The most common Kubernetes log collection pattern is a DaemonSet that reads container stdout/stderr from the node’s /var/log/containers/ path and ships them to the target. Each provider has a first-party agent and typically also supports Fluent Bit and OpenTelemetry Collector as community-supported alternatives.

Ingest pipeline options per cloud provider

	AWS	GCP	Azure	OVH
First-party DaemonSet agent	CloudWatch Agent	GKE managed logging agent	Azure Monitor Agent	None
Fluent Bit support	✓ (aws-for-fluent-bit image)	✓	✓	✓
OpenTelemetry Collector	✓ (ADOT)	✓	✓	✓
Vector DaemonSet	✓	✓	✓	✓ (recommended)
Auto-collection on managed K8s	Partial (EKS: addon)	✓ (GKE: enabled by default)	✓ (AKS: addon)	✗ (manual)
Agent-free serverless log capture	✓ (Lambda, ECS Fargate)	✓ (Cloud Run, GCF)	✓ (Azure Functions, ACA)	✗

AWS (EKS)🔗

AWS does not collect logs from EKS pods by default. You must deploy one of:

CloudWatch Agent via the EKS add-on: installs the CloudWatch Container Insights agent as a DaemonSet. Collects pod logs, metrics, and traces. Configuration via ConfigMap. The agent supports structured JSON parsing and automatic Kubernetes metadata enrichment.

# EKS add-on deployment
aws eks create-addon \
  --cluster-name my-cluster \
  --addon-name amazon-cloudwatch-observability \
  --region eu-central-1

Fluent Bit (aws-for-fluent-bit): AWS maintains a Fluent Bit image with pre-built outputs for CloudWatch Logs, Kinesis Firehose, and Kinesis Data Streams.

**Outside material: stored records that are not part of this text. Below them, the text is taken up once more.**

//! Player display names and the form that collects them.
//!
//! Names are cosmetic; the engine never sees them.

use tictactoe_engine::Player;
use unicode_width::UnicodeWidthChar;

/// Widest name shown on the scoreboard, in terminal columns.
pub const MAX_NAME_WIDTH: usize = 16;

/// Names shown for X and O.
#[derive(Debug, Clone, PartialEq, Eq)]
pub struct PlayerNames {
    x: String,
    o: String,
}

impl PlayerNames {
    /// Builds names from raw input. Blank input falls back to "Player X" or
    /// "Player O"; anything wider than [`MAX_NAME_WIDTH`] is cut.
    pub fn new(x: &str, o: &str) -> Self {
        Self {
            x: clean(x, Player::X),
            o: clean(o, Player::O),
        }
    }

    /// Name for `player`.
    pub fn get(&self, player: Player) -> &str {
        match player {
            Player::X => &self.x,
            Player::O => &self.o,
        }
    }

    /// "X-name vs O-name".
    pub fn headline(&self) -> String {
        format!("{} vs {}", self.x, self.o)
    }
}

impl Default for PlayerNames {
    fn default() -> Self {
        Self::new("", "")
    }
}

fn clean(raw: &str, player: Player) -> String {
    let trimmed = raw.trim();
    if trimmed.is_empty() {
        return format!("Player {}", player);
    }
    truncate_to_width(trimmed, MAX_NAME_WIDTH)
}

/// Cuts `s` to at most `max` terminal columns without splitting a glyph.
pub fn truncate_to_width(s: &str, max: usize) -> String {
    let mut width = 0;
    s.chars()
        .take_while(|c| {
            width += c.width().unwrap_or(0);
            width <= max
        })
        .collect()
}

/// Which text field of the name form has focus.
#[derive(Debug, Clone, Copy, PartialEq, Eq, Default)]
pub enum NameField {
    /// The X field.
    #[default]
    X,
    /// The O field.
    O,
}

/// The start-of-session name form.
#[derive(Debug, Clone, Default, PartialEq, Eq)]
pub struct NameForm {
    x: String,
    o: String,
    focus: NameField,
}

impl NameForm {
    /// Form pre-filled with earlier input.
    pub fn prefilled(x: &str, o: &str) -> Self {
        Self {
            x: x.to_string(),
            o: o.to_string(),
            focus: NameField::X,
        }
    }

    /// Field with focus.
    pub fn focus(&self) -> NameField {
        self.focus
    }

    /// Current raw text of a field.
    pub fn value(&self, field: NameField) -> &str {
        match field {
            NameField::X => &self.x,
            NameField::O => &self.o,
        }
    }

    /// Moves focus to the other field.
    pub fn switch_focus(&mut self) {
        self.focus = match self.focus {
            NameField::X => NameField::O,
            NameField::O => NameField::X,
        };
    }

    /// Appends a character to the focused field, ignoring control chars and
    /// input past the display width.
    pub fn push(&mut self, c: char) {
        if c.is_control() {
            return;
        }
        let field = self.field_mut();
        let width: usize = field.chars().filter_map(|ch| ch.width()).sum();
        if width + c.width().unwrap_or(0) <= MAX_NAME_WIDTH {
            field.push(c);
        }
    }

    /// Deletes the last character of the focused field.
    pub fn backspace(&mut self) {
        self.field_mut().pop();
    }

    /// Finished names, with defaults applied.
    pub fn submit(&self) -> PlayerNames {
        PlayerNames::new(&self.x, &self.o)
    }

    fn field_mut(&mut self) -> &mut String {
        match self.focus {
            NameField::X => &mut self.x,
            NameField::O => &mut self.o,
        }
    }
}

The DaemonSet is Helm-deployable. Output to Firehose (for S3 archiving) is the cheapest option — bypasses CloudWatch Logs ingest cost entirely.

# values.yaml snippet: output to Firehose (bypasses CloudWatch)
firehose:
  enabled: true
  region: eu-central-1
  deliveryStream: my-log-stream
cloudWatch:
  enabled: false

Vector DaemonSet: Reads from /var/log/containers/, parses Kubernetes metadata, routes to Kinesis Firehose or directly to S3. Vector provides a kubernetes_logs source and dedicated aws_kinesis_firehose / aws_s3 sinks — see the official docs for a complete EKS setup.

GCP (GKE)🔗

GKE enables Cloud Logging collection by default. The Google-managed logging agent runs on GKE nodes when the “Cloud Logging” system component is enabled. No custom DaemonSet deployment is required for standard pod stdout/stderr collection.

# Enable Cloud Logging on GKE cluster (default: enabled)
gcloud container clusters update my-cluster \
  --logging=SYSTEM,WORKLOAD \
  --region europe-west3

Structured JSON logs written to stdout are automatically parsed by the managed logging agent. The log_name field routes logs to Cloud Logging; the jsonPayload becomes queryable as structured fields in Log Analytics.

For the bypass path (Pub/Sub → BigQuery), add a Log Sink to route logs from Cloud Logging to Pub/Sub — or deploy Fluent Bit / Vector as a DaemonSet and bypass Cloud Logging entirely:

# gcloud Log Sink: route all container logs to Pub/Sub
gcloud logging sinks create k8s-archive \
  pubsub.googleapis.com/projects/my-project/topics/log-archive \
  --log-filter='resource.type="k8s_container"'

Azure (AKS)🔗

AKS can automatically deploy the Azure Monitor Agent (AMA) as a DaemonSet via the Container Insights addon:

az aks enable-addons \
  --resource-group my-rg \
  --name my-cluster \
  --addons monitoring \
  --workspace-resource-id /subscriptions/.../workspaces/my-log-analytics

AMA collects pod logs, node metrics, and Kubernetes events. Log ingestion goes to the Log Analytics Workspace, where it is indexed and immediately queryable via KQL. The Container Insights addon installs a ConfigMap-driven Fluent Bit instance alongside AMA for custom log routing.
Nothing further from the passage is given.